Trois ans de caméras à lire les plaques, et une police qui claque la porte au nom de la vie privée. Le LAPD, la police de Los Angeles, a laissé expirer son contrat avec Flock Safety, poids lourd américain de la vidéosurveillance publique, en invoquant de « sérieuses inquiétudes » sur les libertés civiles et les données collectées.

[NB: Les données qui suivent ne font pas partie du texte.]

mod app;
mod color;
mod state;
mod ui;

use std::path::PathBuf;

use app::DashboardApp;
use eframe::egui;
use hdb_resale_dashboard::config::DashboardConfig;

fn main() -> eframe::Result {
    env_logger::init();

    // Usage: hdb-resale-dashboard [CONFIG.json]
    let explicit = std::env::args_os().nth(1).map(PathBuf::from);
    let cwd = std::env::current_dir().unwrap_or_else(|_| PathBuf::from("."));
    let config = match DashboardConfig::resolve(explicit.as_deref(), &cwd) {
        Ok(config) => config,
        Err(e) => {
            log::error!("{e:#}");
            eprintln!("error: {e:#}");
            std::process::exit(2);
        }
    };

    let options = eframe::NativeOptions {
        viewport: egui::ViewportBuilder::default()
            .with_inner_size([1280.0, 900.0])
            .with_min_inner_size([720.0, 480.0]),
        ..Default::default()
    };

    eframe::run_native(
        "HDB Resale Dashboard",
        options,
        Box::new(|_cc| Ok(Box::new(DashboardApp::new(config)))),
    )
}
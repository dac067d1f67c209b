//! Load-once memoization of enriched datasets.
//!
//! Each snapshot is read and enriched on first use and the same
//! `Arc<ResaleDataset>` is handed out until [`DatasetCache::invalidate`] is
//! called or a source path changes. Snapshots are never written after load.

use std::path::PathBuf;
use std::sync::Arc;
use std::time::Instant;

use super::error::Result;
use super::loader::{load_combined, load_file};
use super::model::ResaleDataset;

#[derive(Debug)]
pub struct DatasetCache {
    historical_path: PathBuf,
    recent_path: PathBuf,
    recent: Option<Arc<ResaleDataset>>,
    full: Option<Arc<ResaleDataset>>,
}

impl DatasetCache {
    pub fn new(historical_path: impl Into<PathBuf>, recent_path: impl Into<PathBuf>) -> Self {
        DatasetCache {
            historical_path: historical_path.into(),
            recent_path: recent_path.into(),
            recent: None,
            full: None,
        }
    }

    /// The recent dataset only.
    pub fn recent(&mut self) -> Result<Arc<ResaleDataset>> {
        if let Some(ds) = &self.recent {
            return Ok(Arc::clone(ds));
        }
        let started = Instant::now();
        let ds = Arc::new(ResaleDataset::from_raw(load_file(&self.recent_path)?));
        log::info!(
            "Enriched recent snapshot: {} records in {:?}",
            ds.len(),
            started.elapsed()
        );
        self.recent = Some(Arc::clone(&ds));
        Ok(ds)
    }

    /// Historical records followed by recent records.
    pub fn full(&mut self) -> Result<Arc<ResaleDataset>> {
        if let Some(ds) = &self.full {
            return Ok(Arc::clone(ds));
        }
        let started = Instant::now();
        let table = load_combined(&self.historical_path, &self.recent_path)?;
        let ds = Arc::new(ResaleDataset::from_raw(table));
        log::info!(
            "Enriched full snapshot: {} records in {:?}",
            ds.len(),
            started.elapsed()
        );
        self.full = Some(Arc::clone(&ds));
        Ok(ds)
    }

    /// Drop every snapshot; the next call reloads from disk.
    pub fn invalidate(&mut self) {
        self.recent = None;
        self.full = None;
    }

    pub fn set_historical_path(&mut self, path: impl Into<PathBuf>) {
        self.historical_path = path.into();
        self.full = None;
    }

    pub fn set_recent_path(&mut self, path: impl Into<PathBuf>) {
        self.recent_path = path.into();
        self.invalidate();
    }
}
//! Summary views drawn by the dashboard charts.
//!
//! Each function returns `None` when there is nothing to draw, so the
//! caller can show a "no data" note instead of an empty chart.

use std::collections::BTreeMap;

use super::model::EnrichedRecord;

/// Mean resale price per month, ascending by month.
pub fn mean_price_by_month<'a>(
    records: impl IntoIterator<Item = &'a EnrichedRecord>,
) -> Option<Vec<(String, f64)>> {
    let mut sums: BTreeMap<&str, (f64, usize)> = BTreeMap::new();
    for r in records {
        if let Some(price) = r.raw.resale_price {
            let entry = sums.entry(r.raw.month.as_str()).or_default();
            entry.0 += price;
            entry.1 += 1;
        }
    }
    if sums.is_empty() {
        return None;
    }
    Some(
        sums.into_iter()
            .map(|(month, (sum, n))| (month.to_string(), sum / n as f64))
            .collect(),
    )
}

/// Number of transactions per town, most active town first.
/// Ties are broken by town name.
pub fn count_by_town<'a>(
    records: impl IntoIterator<Item = &'a EnrichedRecord>,
) -> Option<Vec<(String, usize)>> {
    let mut counts: BTreeMap<&str, usize> = BTreeMap::new();
    for r in records {
        *counts.entry(r.raw.town.as_str()).or_default() += 1;
    }
    if counts.is_empty() {
        return None;
    }
    let mut out: Vec<(String, usize)> = counts
        .into_iter()
        .map(|(town, n)| (town.to_string(), n))
        .collect();
    // Stable sort keeps the alphabetical order among equal counts.
    out.sort_by(|a, b| b.1.cmp(&a.1));
    Some(out)
}

// ---------------------------------------------------------------------------
// Box-plot statistics
// ---------------------------------------------------------------------------

/// Five-number summary plus Tukey whiskers (1.5 × IQR) for one flat type.
#[derive(Debug, Clone, PartialEq)]
pub struct PriceDistribution {
    pub flat_type: String,
    pub count: usize,
    pub min: f64,
    pub q1: f64,
    pub median: f64,
    pub q3: f64,
    pub max: f64,
    /// Smallest observation within `q1 - 1.5 * IQR`.
    pub lower_whisker: f64,
    /// Largest observation within `q3 + 1.5 * IQR`.
    pub upper_whisker: f64,
    pub outliers: Vec<f64>,
}

impl PriceDistribution {
    /// `None` for an empty sample.
    fn from_prices(flat_type: String, mut prices: Vec<f64>) -> Option<Self> {
        if prices.is_empty() {
            return None;
        }
        prices.sort_by(f64::total_cmp);

        let q1 = percentile(&prices, 0.25);
        let median = percentile(&prices, 0.5);
        let q3 = percentile(&prices, 0.75);
        let iqr = q3 - q1;
        let lo_fence = q1 - 1.5 * iqr;
        let hi_fence = q3 + 1.5 * iqr;

        let lower_whisker = prices
            .iter()
            .copied()
            .find(|&p| p >= lo_fence)
            .unwrap_or(q1);
        let upper_whisker = prices
            .iter()
            .rev()
            .copied()
            .find(|&p| p <= hi_fence)
            .unwrap_or(q3);
        let outliers = prices
            .iter()
            .copied()
            .filter(|&p| p < lo_fence || p > hi_fence)
            .collect();

        Some(PriceDistribution {
            flat_type,
            count: prices.len(),
            min: prices[0],
            q1,
            median,
            q3,
            max: prices[prices.len() - 1],
            lower_whisker,
            upper_whisker,
            outliers,
        })
    }
}

/// Linearly interpolated percentile of a sorted, non-empty slice.
fn percentile(sorted: &[f64], q: f64) -> f64 {
    let pos = q * (sorted.len() - 1) as f64;
    let lo = pos.floor() as usize;
    let hi = pos.ceil() as usize;
    sorted[lo] + (sorted[hi] - sorted[lo]) * (pos - lo as f64)
}

/// Price distribution per flat type, ordered by flat type.
/// Records without a price are skipped.
pub fn price_distribution_by_flat_type<'a>(
    records: impl IntoIterator<Item = &'a EnrichedRecord>,
) -> Option<Vec<PriceDistribution>> {
    let mut groups: BTreeMap<&str, Vec<f64>> = BTreeMap::new();
    for r in records {
        if let Some(price) = r.raw.resale_price {
            groups.entry(r.raw.flat_type.as_str()).or_default().push(price);
        }
    }
    let out: Vec<PriceDistribution> = groups
        .into_iter()
        .filter_map(|(ft, prices)| PriceDistribution::from_prices(ft.to_string(), prices))
        .collect();
    if out.is_empty() {
        None
    } else {
        Some(out)
    }
}
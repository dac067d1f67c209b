//! Dashboard configuration: where the datasets live and how exports are named.

use std::path::{Path, PathBuf};

use anyhow::{Context, Result};
use serde::{Deserialize, Serialize};

/// Looked up in the working directory when no path is given on the command line.
pub const DEFAULT_CONFIG_FILE: &str = "dashboard.json";

#[derive(Debug, Clone, PartialEq, Serialize, Deserialize)]
#[serde(default)]
pub struct DashboardConfig {
    /// The large 2017 onwards dataset.
    pub historical_path: PathBuf,
    /// The incrementally updated recent dataset.
    pub recent_path: PathBuf,
    /// Suggested file name for CSV downloads.
    pub export_file_name: String,
}

impl Default for DashboardConfig {
    fn default() -> Self {
        Self {
            historical_path: PathBuf::from("resale_flat_2017_2024.csv"),
            recent_path: PathBuf::from("dynamic_2025_data.csv"),
            export_file_name: "filtered_resale_data.csv".to_string(),
        }
    }
}

impl DashboardConfig {
    /// Load a JSON config file. Relative dataset paths are resolved against
    /// the directory containing the file.
    pub fn load(path: &Path) -> Result<Self> {
        let content = std::fs::read_to_string(path)
            .with_context(|| format!("Failed to read config file: {}", path.display()))?;
        let mut config: DashboardConfig = serde_json::from_str(&content)
            .with_context(|| format!("Failed to parse config file: {}", path.display()))?;

        if let Some(base) = path.parent() {
            config.historical_path = base.join(&config.historical_path);
            config.recent_path = base.join(&config.recent_path);
        }
        Ok(config)
    }

    /// Explicit path if given, else [`DEFAULT_CONFIG_FILE`] in `cwd` if it
    /// exists, else built-in defaults.
    pub fn resolve(explicit: Option<&Path>, cwd: &Path) -> Result<Self> {
        if let Some(path) = explicit {
            log::info!("Using config {}", path.display());
            return Self::load(path);
        }
        let fallback = cwd.join(DEFAULT_CONFIG_FILE);
        if fallback.is_file() {
            log::info!("Using config {}", fallback.display());
            Self::load(&fallback)
        } else {
            log::info!("No {DEFAULT_CONFIG_FILE} found, using default dataset paths");
            Ok(Self::default())
        }
    }
}
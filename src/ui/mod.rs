//! egui rendering. Widgets read and edit [`crate::state::AppState`]; all
//! data work is delegated to the library.

pub mod panels;
pub mod plot;
pub mod section;
pub mod table;
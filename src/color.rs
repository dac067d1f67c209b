use std::collections::BTreeMap;

use eframe::egui::Color32;
use palette::{Hsl, IntoColor, Srgb};

// ---------------------------------------------------------------------------
// Color palette generator
// ---------------------------------------------------------------------------

/// Generates `n` visually distinct colours using evenly spaced hues.
pub fn generate_palette(n: usize) -> Vec<Color32> {
    if n == 0 {
        return Vec::new();
    }
    (0..n)
        .map(|i| {
            let hue = (i as f32 / n as f32) * 360.0;
            let hsl = Hsl::new(hue, 0.75, 0.55);
            let rgb: Srgb = hsl.into_color();
            Color32::from_rgb(
                (rgb.red * 255.0) as u8,
                (rgb.green * 255.0) as u8,
                (rgb.blue * 255.0) as u8,
            )
        })
        .collect()
}

// ---------------------------------------------------------------------------
// Color mapping: category label → Color32
// ---------------------------------------------------------------------------

/// Stable colour per category (flat type), so a box keeps its colour when
/// other categories are filtered out.
#[derive(Debug, Clone, Default)]
pub struct ColorMap {
    mapping: BTreeMap<String, Color32>,
}

impl ColorMap {
    pub fn new<'a>(categories: impl IntoIterator<Item = &'a String>) -> Self {
        let categories: Vec<&String> = categories.into_iter().collect();
        let palette = generate_palette(categories.len());
        ColorMap {
            mapping: categories
                .into_iter()
                .cloned()
                .zip(palette)
                .collect(),
        }
    }

    pub fn color_for(&self, category: &str) -> Color32 {
        self.mapping
            .get(category)
            .copied()
            .unwrap_or(Color32::GRAY)
    }
}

Le contrat est arrivé à échéance le 11 juillet 2026. La police municipale veut désormais border la propriété des données, leur durée de conservation et leur partage avant d’envisager un nouveau texte. Flock, elle, assure vouloir continuer à discuter.
Points clés
- Le LAPD a laissé expirer le 11 juillet 2026 son contrat de trois ans avec Flock Safety
- Motif invoqué : sérieuses inquiétudes sur les libertés civiles, la vie privée et le partage des données
- Un audit interne recommandait de suspendre déploiements et contrats sans règles contraignantes
- Flock se dit prête à poursuivre les discussions pour un nouvel accord
Un contrat de trois ans arrivé au bout
Le LAPD avait signé avec Flock Safety en juillet 2023. À l’expiration, il a choisi de ne pas reconduire en l’état son partenariat avec la société, qui exploite des caméras de lecture automatisée de plaques minéralogiques. Ces boîtiers, souvent perchés sur des poteaux, pistent les véhicules dans l’espace public.
Dean Gialamas, directeur informatique du LAPD, a justifié la décision auprès d’ABC7 : le contrat n’est « pas renouvelé en raison de sérieuses inquiétudes concernant les libertés civiles et les droits civiques, en particulier la vie privée et les données collectées par ces caméras ». Il ajoute que le département suspend l’usage du service tant que ces questions de données, de vie privée, de sécurité et de partage ne sont pas clarifiées dans un cadre contractuel.
Selon le Los Angeles Times, la police voulait des garanties nettes sur trois points : qui possède les données, ce qu’il advient des plaques collectées, et dans quelles conditions elles peuvent être partagées avec d’autres agences.
Les données, le partage et l’ombre d’un usage élargi
Les caméras de Flock équipent depuis plusieurs années des services de police et des collectivités aux États-Unis. À Los Angeles, le LAPD assure que ces outils ne servent pas à des fins d’immigration et que leur consultation reste réservée à des usages policiers, par des utilisateurs enregistrés et formés.
Un audit de l’inspection générale du LAPD avait recommandé de suspendre les nouveaux déploiements et les nouveaux contrats tant que des règles contraignantes sur la confidentialité, l’accès et l’audit ne sont pas en place. Traduction : la promesse « c’est pour votre sécurité » ne suffit plus sans clauses écrites.
Flock, de son côté, défend son modèle. La société se dit « engagée » dans les discussions et, via un porte-parole cité par ABC7, plaide pour une technologie assortie de « fortes protections de la vie privée », d’une traçabilité stricte et d’un contrôle clair. Le genre de garde-fous qu’on préfère voir gravés dans le contrat plutôt que dans un communiqué.
Une décision scrutée au-delà de Los Angeles
Le LAPD compte parmi les plus gros clients publics de Flock. Sa sortie s’ajoute à une série de bras de fer dans d’autres collectivités américaines, où la surveillance automatisée bute sur la collecte massive de données et leur circulation entre agences.
La suite dépendra de la rédaction d’un nouveau contrat. En l’état, l’accord a expiré et les caméras sont à l’arrêt. Tout se jouera sur les clauses, les audits et le partage des données.